Autor Tópico: Economista Maldito  (Lida 661 vezes)

0 Membros e 1 Visitante estão vendo este tópico.

Offline Res Cogitans

  • Nível 14
  • *
  • Mensagens: 335
  • Sexo: Masculino
Economista Maldito
« Online: 16 de Julho de 2005, 18:22:03 »
SÉRGIO DÁVILA / Jornal Folha de São Paulo, 15/06/2005
 
 Em "Freakonomics", Steven Levitt relaciona o modo de operação de traficantes ao de uma rede de fast-food

Economista maldito. Esse é o epíteto de Steven J. Levitt, 38. Como na frase "Steven J. Levitt, economista maldito". Ele é autor de teses polêmicas, como a que conecta a legalização do aborto nos EUA nos anos 70 à queda na criminalidade duas décadas depois. Ou a comparação da estrutura empresarial de uma gangue de vendedores de crack de Chicago à rede de fast-food McDonald's. Ou a afirmação de que ter piscina em uma casa com crianças pequenas é mais perigoso do que ter uma arma de fogo na mesma casa.

Mas Levitt, professor da Universidade de Chicago, formado em Harvard e no MIT, tem outros epítetos mais agradáveis. O "Indiana Jones da economia", dado pelo "Wall Street Journal", por sua capacidade de mergulhar numa pilha de estudos, textos e números e de lá sair com uma tese surpreendente como as acima. Pela primeira vez, ele resolveu reunir tudo num livro, "Freakonomics", que está há sete semanas entre os três primeiros da lista do "New York Times" e chega nesta semana ao Brasil. Escrito em parceria com o jornalista Stephen J. Dubner, 41, do mesmo "Times", brinca com a expressão "Reaganomics", dada à política econômica do governo Reagan nos anos 80. A contração é das palavras "freak" (esquisito, em inglês) e "economics". Ganhador da prestigiosa medalha John Bates Clark, da Associação dos Economistas dos EUA, para o melhor entre seus pares com menos de 40 anos, Steven D. Levitt falou com exclusividade à Folha.

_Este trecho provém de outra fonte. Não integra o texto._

//! Plain-text export of a trace.
//!
//! A report is a title, a block of `Label: value` header lines and then every step in order:
//!
//! ```text
//! Step 1: Input Data Bits
//! Received 4 data bits to encode
//! Result: Data: 1011
//! • Binary representation: 1011
//! ============================================================
//! ```
//!
//! The layout is line-oriented and can be rebuilt from the trace alone.

use crate::convert::Conversion;
use crate::ecc::{Decoding, Encoding, Injection};
use crate::trace::{Trace, TraceStep};
use std::fmt::{self, Display, Formatter};

const SEPARATOR_WIDTH: usize = 60;

/// A titled, printable explanation of one run.
#[derive(Debug, Clone, Default)]
pub struct Report {
    title: String,
    fields: Vec<(String, String)>,
    steps: Vec<TraceStep>,
}

impl Report {
    pub fn new(title: impl Into<String>) -> Self {
        Self {
            title: title.into(),
            ..Self::default()
        }
    }

    pub fn field(mut self, label: impl Into<String>, value: impl Display) -> Self {
        self.fields.push((label.into(), value.to_string()));
        self
    }

    pub fn steps(mut self, trace: &Trace) -> Self {
        self.steps.extend(trace.iter().cloned());
        self
    }

    /// Header block for an encode run: input, conversion, codeword and any injected error.
    pub fn for_encoding(
        conversion: &Conversion,
        encoding: &Encoding,
        injection: Option<&Injection>,
    ) -> Self {
        let input = if conversion.input.is_empty() {
            "(empty)"
        } else {
            conversion.input.as_str()
        };
        let mut report = Report::new("Hamming Code - Encode Report")
            .field("User Input", input)
            .field("Input Format", conversion.format)
            .field("Binary Stream", &conversion.binary)
            .field("Encoded Codeword", &encoding.codeword);
        if let Some(injection) = injection {
            report = report
                .field("Error Position", injection.position + 1)
                .field("Transmitted Codeword", &injection.codeword);
        }
        report
    }

    /// Header block for a decode run.
    pub fn for_decoding(decoding: &Decoding) -> Self {
        let error_position = decoding
            .error_position
            .map_or_else(|| "None".to_string(), |p| p.to_string());
        Report::new("Hamming Code - Decode Report")
            .field("Received Codeword", &decoding.received)
            .field("Syndrome", decoding.syndrome)
            .field("Error Position", error_position)
            .field("Corrected Codeword", &decoding.corrected_codeword)
            .field("Extracted Data Bits", &decoding.data_bits)
    }
}

impl Display for Report {
    fn fmt(&self, f: &mut Formatter<'_>) -> fmt::Result {
        writeln!(f, "{}", self.title)?;
        writeln!(f)?;
        for (label, value) in &self.fields {
            writeln!(f, "{label}: {value}")?;
        }
        writeln!(f)?;
        for (index, step) in self.steps.iter().enumerate() {
            write_step(f, index + 1, step)?;
        }
        Ok(())
    }
}

fn write_step(f: &mut Formatter<'_>, number: usize, step: &TraceStep) -> fmt::Result {
    writeln!(f, "Step {number}: {}", step.title)?;
    if !step.description.is_empty() {
        writeln!(f, "{}", step.description)?;
    }
    if let Some(formula) = &step.formula {
        writeln!(f, "Formula: {formula}")?;
    }
    if let Some(calculation) = &step.calculation {
        writeln!(f, "Calculation: {calculation}")?;
    }
    if let Some(result) = &step.result {
        writeln!(f, "Result: {result}")?;
    }
    if !step.bits.is_empty() {
        let cells: String = step.bits.iter().map(|b| b.value.to_string()).collect();
        writeln!(f, "Bits: {cells}")?;
    }
    for detail in &step.details {
        writeln!(f, "• {detail}")?;
    }
    writeln!(f, "{}", "=".repeat(SEPARATOR_WIDTH))
}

Folha - Por que juntar casos tão diferentes como a semelhança entre uma gangue de drogas e uma grande corporação e a relação do perigo de ter uma piscina e uma arma em casa num mesmo livro?
Steven D. Levitt - Os exemplos de "Freakonomics" são frutos da última década de minha pesquisa. Eu procurei muito até encontrar esses quebra-cabeças interessantes. Encontrei muitos e resolvi alguns deles. O estudo das gangues, por exemplo, começou por acaso, depois de um encontro casual com o um amigo que havia passado muitos anos estudando uma gangue de vendedores de crack em Chicago. Ele tinha uma coleção incrível de dados financeiros, mas não tinha idéia do que fazer com aqueles números. Já o estudo que fiz procurando responder à pergunta sobre o que é mais perigoso ter em uma casa com crianças -se uma arma de fogo ou uma piscina no quintal- começou a me interessar depois da trágica morte de meu filho de um ano, causada por meningite. Eu e minha mulher fizemos parte de um grupo de pais que procuravam lidar com a morte de seus filhos pequenos, e ali, ouvindo diversos relatos, fui atrás dos números. Concluí que é literalmente 100 vezes mais perigoso potencialmente ter piscina em casa do que uma arma, se você tem filhos pequenos.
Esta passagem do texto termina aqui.